DESIGNING A VIRTUAL PLANT TO SUPPORT COLLABORATION IN COMPUTER SCIENCE EDUCATION
Toronto Metropolitan University (CANADA)
About this paper:
Conference name: 20th International Technology, Education and Development Conference
Dates: 2-4 March, 2026
Location: Valencia, Spain
Abstract:
Team projects are a core part of undergraduate computer science education, yet many students struggle to understand how their group is functioning until problems are already full-blown. As part of an early design-based research (DBR) cycle, this paper explores a virtual plant metaphor as a simple and intuitive way to help computer science students monitor their collaborative process. This work proposes a design direction informed by insights from Vygotsky's Cultural Historical Activity Theory (CHAT) and grounded in observations from classroom practice.
Using CHAT to analyze team activity revealed recurring tensions related to rules, roles, tools, and divisions of labour. These tensions shaped participation patterns, communication habits, and perceptions of fairness within groups. The virtual plant metaphor emerged as a promising way to represent these dynamics at the group level without evaluating individual students. A shared plant that grows when collaboration is healthy, stalls when teams fall out of sync, or droops when tensions intensify can externalize abstract collaboration patterns into a visual form that students immediately understand and can receive as a signal to adjust. Its simplicity makes it well suited for early computer science education, where students benefit from gentle, non-punitive cues that prompt reflection and conversation.
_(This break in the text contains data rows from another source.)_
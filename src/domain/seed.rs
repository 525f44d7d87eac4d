//! Initial datastore contents written when no datastore file exists yet.

use crate::domain::model::{Datastore, Restaurant, Review, Sentiment};
use chrono::NaiveDate;

#[allow(clippy::too_many_arguments)]
fn review(
    id: &str,
    customer: &str,
    restaurant: &str,
    rating: f64,
    text: &str,
    sentiment: Sentiment,
    score: f64,
    (y, m, d): (i32, u32, u32),
    category: &str,
) -> Review {
    Review {
        id: id.to_string(),
        customer_name: customer.to_string(),
        restaurant_name: restaurant.to_string(),
        rating,
        text: text.to_string(),
        sentiment,
        sentiment_score: score,
        date: NaiveDate::from_ymd_opt(y, m, d).unwrap_or_default(),
        category: category.to_string(),
    }
}

fn restaurant(id: &str, name: &str, cuisine: &str, average_rating: f64, total_reviews: u64) -> Restaurant {
    Restaurant {
        id: id.to_string(),
        name: name.to_string(),
        cuisine: cuisine.to_string(),
        average_rating,
        total_reviews,
    }
}

#[rustfmt::skip]
pub fn seed_datastore() -> Datastore {
    use Sentiment::{Negative, Neutral, Positive};

    let reviews = vec![
        review("1", "Alice M.", "The Golden Fork", 5.0,
            "Absolutely stunning food and ambiance. The truffle pasta was divine!",
            Positive, 0.95, (2026, 2, 18), "Food Quality"),
        review("2", "Bob T.", "The Golden Fork", 2.0,
            "Service was incredibly slow. Waited 45 minutes for appetizers.",
            Negative, 0.15, (2026, 2, 17), "Service"),
        review("3", "Carol S.", "The Golden Fork", 4.0,
            "Great food but the noise level made conversation difficult.",
            Neutral, 0.6, (2026, 2, 16), "Ambiance"),
        review("4", "David L.", "Spice Route", 5.0,
            "Best Indian food I've had outside of India. The butter chicken is phenomenal.",
            Positive, 0.92, (2026, 2, 15), "Food Quality"),
        review("5", "Emma W.", "Spice Route", 1.0,
            "Found a hair in my soup. Management was dismissive about it.",
            Negative, 0.05, (2026, 2, 14), "Hygiene"),
        review("6", "Frank H.", "The Golden Fork", 4.0,
            "Lovely date night spot. Wine selection is impressive.",
            Positive, 0.82, (2026, 2, 13), "Ambiance"),
        review("7", "Grace K.", "Ocean Breeze", 5.0,
            "The freshest seafood in town. Lobster bisque was out of this world!",
            Positive, 0.97, (2026, 2, 12), "Food Quality"),
        review("8", "Henry P.", "Ocean Breeze", 3.0,
            "Food was okay but overpriced for the portion size.",
            Neutral, 0.45, (2026, 2, 11), "Value"),
        review("9", "Irene D.", "Spice Route", 4.0,
            "Warm and welcoming staff. The naan bread was perfectly crispy.",
            Positive, 0.85, (2026, 2, 10), "Service"),
        review("10", "Jack R.", "The Golden Fork", 2.0,
            "Reservation was lost. Had to wait 30 minutes despite booking ahead.",
            Negative, 0.12, (2026, 2, 9), "Service"),
        review("11", "Karen B.", "Ocean Breeze", 5.0,
            "The sunset view paired with amazing sushi. Unforgettable experience!",
            Positive, 0.94, (2026, 2, 8), "Ambiance"),
        review("12", "Leo M.", "Spice Route", 3.0,
            "Decent food but nothing special. Expected more given the hype.",
            Neutral, 0.5, (2026, 2, 7), "Food Quality"),
    ];

    let restaurants = vec![
        restaurant("1", "The Golden Fork", "Italian", 3.8, 234),
        restaurant("2", "Spice Route", "Indian", 4.1, 189),
        restaurant("3", "Ocean Breeze", "Seafood", 4.3, 156),
    ];

    Datastore { reviews, restaurants }
}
Guided by Design Based Research principles, this paper outlines how CHAT-informed diagnostic insights translate into design conjectures for such a system. These include considerations about what kinds of group behaviors the plant should respond to, how feedback should be framed to maintain positiveness while prompting change, and how group-level indicators can support equitable participation. This work provides a clear, theoretically coherent design proposal that can guide the next iteration of research and development. We highlight how simple visual metaphors such as the virtual plant can help CS students recognize collaboration challenges earlier, and how CHAT can serve as a productive framework for turning diagnostic collaboration tensions into design directions. This contribution lays the foundation for future AI-supported collaboration tools that emphasize group well-being and positive learning outcomes for all.Keywords:
Problem-based learning, Collaborative learning, Pedagogical Methods and Innovations, Higher Education Trends, Computer science education.